### Data shown ###
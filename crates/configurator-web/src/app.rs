//! Startup orchestration and teardown.
//!
//! Everything the page session owns lives in one [`AppContext`]; nothing is
//! stored in globals, so a host page can mount, destroy and mount again.

use crate::capture;
use crate::dom::{self, Listeners};
use crate::format;
use crate::host;
use crate::input::{self, IdleWiring};
use crate::timers::{self, Interval};
use crate::ui::Widgets;
use crate::viewer::ModelViewerElement;
use anyhow::anyhow;
use configurator_core::{
    check_ar_support, classify_device_with_override, ArSupport, Binder, Clock, Configuration,
    ConfigLoadError, ConfiguratorEvent, Context, DeviceClass, EventBus, SelectionState, UrlParams,
    MODEL_LOAD_TIMEOUT_MS,
};
use instant::Instant;
use std::cell::{Cell, RefCell};
use std::rc::Rc;
use wasm_bindgen::{JsCast, JsValue};
use wasm_bindgen_futures::spawn_local;
use web_sys as web;

pub type WebBinder = Binder<ModelViewerElement>;

pub const VIEWER_SELECTOR: &str = "model-viewer";
pub const SCREENSHOT_BUTTON: &str = "screenshot-button";
pub const AR_BUTTON: &str = "ar-button";
pub const SHARE_BUTTON: &str = "share-button";
pub const RESET_BUTTON: &str = "reset-button";
const SCREENSHOT_FILE: &str = "configuration.png";

pub struct AppContext {
    pub window: web::Window,
    pub document: web::Document,
    pub viewer: ModelViewerElement,
    pub binder: Rc<WebBinder>,
    pub ctx: Context,
    pub device: DeviceClass,
    pub ar: ArSupport,
    pub params: UrlParams,
    listeners: RefCell<Listeners>,
    idle: RefCell<Option<Interval>>,
    widgets: RefCell<Option<Widgets>>,
    destroyed: Cell<bool>,
}

/// Mirror every bus event onto the viewer element as a bubbling
/// `configurator:<name>` `CustomEvent` whose `detail` is the payload.
fn bridge_to_dom(bus: &EventBus, target: web::HtmlElement) {
    bus.subscribe(move |event| {
        let detail = js_sys::JSON::parse(&event.detail_json()).unwrap_or(JsValue::NULL);
        let init = web::CustomEventInit::new();
        init.set_detail(&detail);
        init.set_bubbles(true);
        match web::CustomEvent::new_with_event_init_dict(&format::dom_event_name(event.name()), &init)
        {
            Ok(ev) => {
                let _ = target.dispatch_event(&ev);
            }
            Err(e) => log::warn!("[ui] cannot dispatch {}: {}", event.name(), dom::js_error(&e)),
        }
    });
}

/// Size of the model download from the Resource Timing buffer, if the
/// browser exposes it.
fn model_file_size(window: &web::Window, src: &str) -> Option<u64> {
    let entries = window.performance()?.get_entries_by_type("resource");
    entries.iter().find_map(|entry| {
        let timing = entry.dyn_into::<web::PerformanceResourceTiming>().ok()?;
        if !format::resource_matches(&timing.name(), src) {
            return None;
        }
        let size = timing.encoded_body_size().max(timing.transfer_size());
        (size > 0.0).then_some(size as u64)
    })
}

async fn load_configuration(viewer: &ModelViewerElement) -> Result<Configuration, ConfigLoadError> {
    let attr = viewer.element().get_attribute("data-config");
    let path = format::config_path(attr.as_deref()).to_string();
    let text = dom::fetch_text(&path).await?;
    let config = Configuration::from_json(&text)?;
    log::info!(
        "[binder] configuration `{}`: {} colors, {} straps, {} environments",
        config.id,
        config.colors.len(),
        config.straps.len(),
        config.environments.len()
    );
    Ok(config)
}

/// Run the full startup sequence. Fatal failures are emitted as `error`
/// events and returned.
pub async fn boot() -> anyhow::Result<Rc<AppContext>> {
    let window = web::window().ok_or_else(|| anyhow!("no window"))?;
    let document = window
        .document()
        .ok_or_else(|| anyhow!("no document"))?;
    let viewer_el = document
        .query_selector(VIEWER_SELECTOR)
        .map_err(|e| anyhow!(dom::js_error(&e)))?
        .ok_or_else(|| anyhow!("missing <{VIEWER_SELECTOR}>"))?
        .dyn_into::<web::HtmlElement>()
        .map_err(|_| anyhow!("<{VIEWER_SELECTOR}> is not an HTML element"))?;
    let viewer = ModelViewerElement::new(viewer_el.clone());

    let clock: Clock = Rc::new(js_sys::Date::now);
    let ctx = Context::new(EventBus::new(), clock);
    bridge_to_dom(&ctx.bus, viewer_el);

    let config = match load_configuration(&viewer).await {
        Ok(c) => Rc::new(c),
        Err(e) => {
            log::error!("[binder] {}", e);
            ctx.emit_error(e.kind(), "Failed to load configuration", Some(e.to_string()));
            return Err(anyhow!(e));
        }
    };

    let params = UrlParams::from_query(&window.location().search().unwrap_or_default());
    let info = host::probe(&window);
    let device = classify_device_with_override(&info, params.force_mobile);
    let ar = check_ar_support(&info);
    if let Some(body) = document.body() {
        dom::set_class(&body, &format::device_body_class(device.as_str()), true);
    }
    log::info!(
        "[ar] device={} ar={} {}",
        device,
        ar.supported,
        ar.reason.as_deref().unwrap_or("")
    );

    let started = Instant::now();
    viewer.set_src(&config.model_path);
    if let Err(e) = viewer.wait_for_load(MODEL_LOAD_TIMEOUT_MS).await {
        log::error!("[viewer] model load failed: {}", e);
        ctx.emit_error(e.kind(), "Failed to load 3D model", Some(e.to_string()));
        return Err(anyhow!(e).context("model load"));
    }
    let load_time = started.elapsed().as_secs_f64() * 1000.0;
    let file_size = model_file_size(&window, &config.model_path);
    log::info!("[viewer] model loaded in {:.0} ms", load_time);
    ctx.bus.emit(ConfiguratorEvent::ModelLoaded {
        load_time,
        file_size,
    });

    let binder = match Binder::new(config, Rc::new(viewer.clone()), ctx.clone()) {
        Ok(b) => Rc::new(b),
        Err(e) => {
            ctx.emit_error(e.kind(), "Invalid configuration", Some(e.to_string()));
            return Err(anyhow!(e));
        }
    };
    if let Err(e) = binder.initialize().await {
        log::error!("[binder] initialize failed: {}", e);
        ctx.emit_error(e.kind(), "Failed to initialize configurator", Some(e.to_string()));
        return Err(anyhow!(e));
    }

    let app = Rc::new(AppContext {
        window,
        document,
        viewer,
        binder,
        ctx,
        device,
        ar,
        params,
        listeners: RefCell::new(Listeners::new()),
        idle: RefCell::new(None),
        widgets: RefCell::new(None),
        destroyed: Cell::new(false),
    });

    let widgets = Widgets::build(&app.document, &app.binder, &mut app.listeners.borrow_mut());
    *app.widgets.borrow_mut() = Some(widgets);
    app.binder.apply_url_params(&app.params).await;

    {
        let binder = app.binder.clone();
        spawn_local(async move {
            binder.preload_textures(timers::sleep).await;
        });
    }

    let idle = input::wire_idle(
        IdleWiring::new(app.viewer.clone(), app.ctx.clone()),
        &mut app.listeners.borrow_mut(),
    );
    *app.idle.borrow_mut() = idle;
    wire_buttons(&app);

    if app.params.ar && app.ar.supported {
        let app = app.clone();
        spawn_local(async move { capture::activate_ar(&app.viewer, &app.ctx).await });
    }

    log::info!("[ui] configurator ready ({})", app.device);
    Ok(app)
}

fn wire_buttons(app: &Rc<AppContext>) {
    let mut listeners = app.listeners.borrow_mut();
    let document = &app.document;

    {
        let app = Rc::downgrade(app);
        listeners.on_click(document, SCREENSHOT_BUTTON, move || {
            if let Some(app) = app.upgrade() {
                app.screenshot();
            }
        });
    }
    {
        let app = Rc::downgrade(app);
        listeners.on_click(document, AR_BUTTON, move || {
            if let Some(app) = app.upgrade() {
                spawn_local(async move { capture::activate_ar(&app.viewer, &app.ctx).await });
            }
        });
    }
    {
        let app = Rc::downgrade(app);
        listeners.on_click(document, SHARE_BUTTON, move || {
            if let Some(app) = app.upgrade() {
                app.copy_share_url();
            }
        });
    }
    {
        let binder = Rc::downgrade(&app.binder);
        listeners.on_click(document, RESET_BUTTON, move || {
            if let Some(binder) = binder.upgrade() {
                spawn_local(async move { binder.reset().await });
            }
        });
    }

    if let Some(button) = document.get_element_by_id(AR_BUTTON) {
        dom::show(&button, app.ar.supported);
    }
}

impl AppContext {
    pub fn state(&self) -> SelectionState {
        self.binder.state()
    }

    pub fn share_url(&self) -> Option<String> {
        let href = self.window.location().href().ok()?;
        match self.binder.share_url(&href) {
            Ok(url) => Some(url),
            Err(e) => {
                log::warn!("[ui] cannot build share link from {}: {}", href, e);
                None
            }
        }
    }

    /// Write the share link to the clipboard when the browser allows it.
    pub fn copy_share_url(&self) -> Option<String> {
        let url = self.share_url()?;
        let navigator: JsValue = self.window.navigator().into();
        let clipboard = js_sys::Reflect::get(&navigator, &JsValue::from_str("clipboard")).ok();
        let write = clipboard.as_ref().and_then(|c| {
            js_sys::Reflect::get(c, &JsValue::from_str("writeText"))
                .ok()?
                .dyn_into::<js_sys::Function>()
                .ok()
        });
        match (clipboard, write) {
            (Some(c), Some(f)) => {
                let _ = f.call1(&c, &JsValue::from_str(&url));
                log::info!("[ui] share link copied: {}", url);
            }
            _ => log::info!("[ui] share link: {}", url),
        }
        Some(url)
    }

    /// Capture a screenshot and offer it as a download.
    pub fn screenshot(&self) -> Option<String> {
        let data_url = capture::take_screenshot(&self.viewer, &self.ctx)?;
        let link = self
            .document
            .create_element("a")
            .ok()
            .and_then(|a| a.dyn_into::<web::HtmlAnchorElement>().ok());
        if let Some(a) = link {
            a.set_href(&data_url);
            a.set_download(SCREENSHOT_FILE);
            a.click();
        }
        Some(data_url)
    }

    /// Remove listeners and the idle interval, drop widgets, clear the
    /// texture cache and every bus subscriber. Safe to call twice.
    pub fn destroy(&self) {
        if self.destroyed.replace(true) {
            return;
        }
        self.listeners.borrow_mut().clear();
        self.idle.borrow_mut().take();
        if let Some(mut widgets) = self.widgets.borrow_mut().take() {
            widgets.teardown();
        }
        self.binder.teardown();
        if let Some(body) = self.document.body() {
            dom::set_class(&body, &format::device_body_class(self.device.as_str()), false);
        }
        log::info!("[ui] configurator destroyed");
    }
}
###
The answer is the records above restated word for word from their opening line through the line that holds "init.set_bubbles(true);", both included, and nothing else.

filename crates/configurator-web/src/app.rs
//! Startup orchestration and teardown.
//!
//! Everything the page session owns lives in one [`AppContext`]; nothing is
//! stored in globals, so a host page can mount, destroy and mount again.

use crate::capture;
use crate::dom::{self, Listeners};
use crate::format;
use crate::host;
use crate::input::{self, IdleWiring};
use crate::timers::{self, Interval};
use crate::ui::Widgets;
use crate::viewer::ModelViewerElement;
use anyhow::anyhow;
use configurator_core::{
    check_ar_support, classify_device_with_override, ArSupport, Binder, Clock, Configuration,
    ConfigLoadError, ConfiguratorEvent, Context, DeviceClass, EventBus, SelectionState, UrlParams,
    MODEL_LOAD_TIMEOUT_MS,
};
use instant::Instant;
use std::cell::{Cell, RefCell};
use std::rc::Rc;
use wasm_bindgen::{JsCast, JsValue};
use wasm_bindgen_futures::spawn_local;
use web_sys as web;

pub type WebBinder = Binder<ModelViewerElement>;

pub const VIEWER_SELECTOR: &str = "model-viewer";
pub const SCREENSHOT_BUTTON: &str = "screenshot-button";
pub const AR_BUTTON: &str = "ar-button";
pub const SHARE_BUTTON: &str = "share-button";
pub const RESET_BUTTON: &str = "reset-button";
const SCREENSHOT_FILE: &str = "configuration.png";

pub struct AppContext {
    pub window: web::Window,
    pub document: web::Document,
    pub viewer: ModelViewerElement,
    pub binder: Rc<WebBinder>,
    pub ctx: Context,
    pub device: DeviceClass,
    pub ar: ArSupport,
    pub params: UrlParams,
    listeners: RefCell<Listeners>,
    idle: RefCell<Option<Interval>>,
    widgets: RefCell<Option<Widgets>>,
    destroyed: Cell<bool>,
}

/// Mirror every bus event onto the viewer element as a bubbling
/// `configurator:<name>` `CustomEvent` whose `detail` is the payload.
fn bridge_to_dom(bus: &EventBus, target: web::HtmlElement) {
    bus.subscribe(move |event| {
        let detail = js_sys::JSON::parse(&event.detail_json()).unwrap_or(JsValue::NULL);
        let init = web::CustomEventInit::new();
        init.set_detail(&detail);
        init.set_bubbles(true);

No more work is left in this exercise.